Medusa

Medusa
Author: David Leeming
Publisher: Reaktion Books
Total Pages: 130
Release: 2013-06-01
Genre: History
ISBN: 1780231334

With her repulsive face and head full of living, venomous snakes, Medusa is petrifying—quite literally, since looking directly at her turned people to stone. Ever since Perseus cut off her head and presented it to Athena, she has been a woman of many forms: a dangerous female monster that had to be destroyed, an erotic power that could annihilate men, and, thanks to Freud, a woman whose hair was a nest of terrifying penises that signaled castration. She has been immortalized by artists from Leonardo da Vinci to Salvador Dalí and was the emblem of the Jacobins after the French Revolution.
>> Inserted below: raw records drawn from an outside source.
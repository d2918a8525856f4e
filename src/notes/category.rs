//! Note categories and the prompt files that back them.

use crate::error::TaskError;
use serde::{Deserialize, Serialize};
use std::fmt;
use std::str::FromStr;

/// Clinical focus of a generated note.
#[derive(Debug, Clone, Copy, PartialEq, Eq, Hash, Serialize, Deserialize)]
#[serde(rename_all = "snake_case")]
pub enum NoteCategory {
    AdultTrauma,
    AdultChronicLbp,
    AdultNeckPain,
    AdultSportsInjury,
    Torticollis,
    Plagiocephaly,
    Feeding,
    Wellness,
}

impl NoteCategory {
    pub const ALL: [NoteCategory; 8] = [
        NoteCategory::AdultTrauma,
        NoteCategory::AdultChronicLbp,
        NoteCategory::AdultNeckPain,
        NoteCategory::AdultSportsInjury,
        NoteCategory::Torticollis,
        NoteCategory::Plagiocephaly,
        NoteCategory::Feeding,
        NoteCategory::Wellness,
    ];

    pub fn as_str(&self) -> &'static str {
        match self {
            NoteCategory::AdultTrauma => "adult_trauma",
            NoteCategory::AdultChronicLbp => "adult_chronic_lbp",
            NoteCategory::AdultNeckPain => "adult_neck_pain",
            NoteCategory::AdultSportsInjury => "adult_sports_injury",
            NoteCategory::Torticollis => "torticollis",
            NoteCategory::Plagiocephaly => "plagiocephaly",
            NoteCategory::Feeding => "feeding",
            NoteCategory::Wellness => "wellness",
        }
    }

    pub fn is_adult(&self) -> bool {
        matches!(
            self,
            NoteCategory::AdultTrauma
                | NoteCategory::AdultChronicLbp
                | NoteCategory::AdultNeckPain
                | NoteCategory::AdultSportsInjury
        )
    }

    pub fn patient_type(&self) -> &'static str {
        if self.is_adult() {
            "adult"
        } else {
            "pediatric"
        }
    }

    /// Shared system prompt file for this category's patient group.
    pub fn base_prompt_file(&self) -> &'static str {
        if self.is_adult() {
            "adult_base_system.md"
        } else {
            "base_system.md"
        }
    }

    /// Category-specific prompt file.
    pub fn prompt_file(&self) -> String {
        format!("{}.md", self.as_str())
    }

    pub fn valid_names() -> String {
        Self::ALL
            .iter()
            .map(|c| c.as_str())
            .collect::<Vec<_>>()
            .join(", ")
    }
}

impl fmt::Display for NoteCategory {
    fn fmt(&self, f: &mut fmt::Formatter<'_>) -> fmt::Result {
        f.write_str(self.as_str())
    }
}

impl FromStr for NoteCategory {
    type Err = TaskError;

    fn from_str(s: &str) -> Result<Self, Self::Err> {
        Self::ALL
            .iter()
            .copied()
            .find(|c| c.as_str() == s)
            .ok_or_else(|| {
                TaskError::Validation(format!(
                    "Invalid category '{}'. Valid options: {}",
                    s,
                    Self::valid_names()
                ))
            })
    }
}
Today, she’s viewed by feminists as a noble victim of patriarchy and used by Versace in the designer’s logo for men’s underwear, haute couture, and exotic dinnerware. She even gives her name to a sushi roll on a Disney resort menu. Why does Medusa continue to have this power to transfix us? David Leeming seeks to answer this question in Medusa, a biography of the mythical creature. Searching for the origins of Medusa’s myth in cultures that predate ancient Greece, Leeming explores how and why the mythical figure of the gorgon has become one of the most important and enduring ideas in human history. From an oil painting by Caravaggio to Clash of the Titans and Dungeons and Dragons, he delves into the many depictions of Medusa, ultimately revealing that her story is a cultural dream that continues to change and develop with each new era. Asking what the evolution of the Medusa myth discloses about our culture and ourselves, this book paints an illuminating portrait of a woman who has never ceased to enthrall.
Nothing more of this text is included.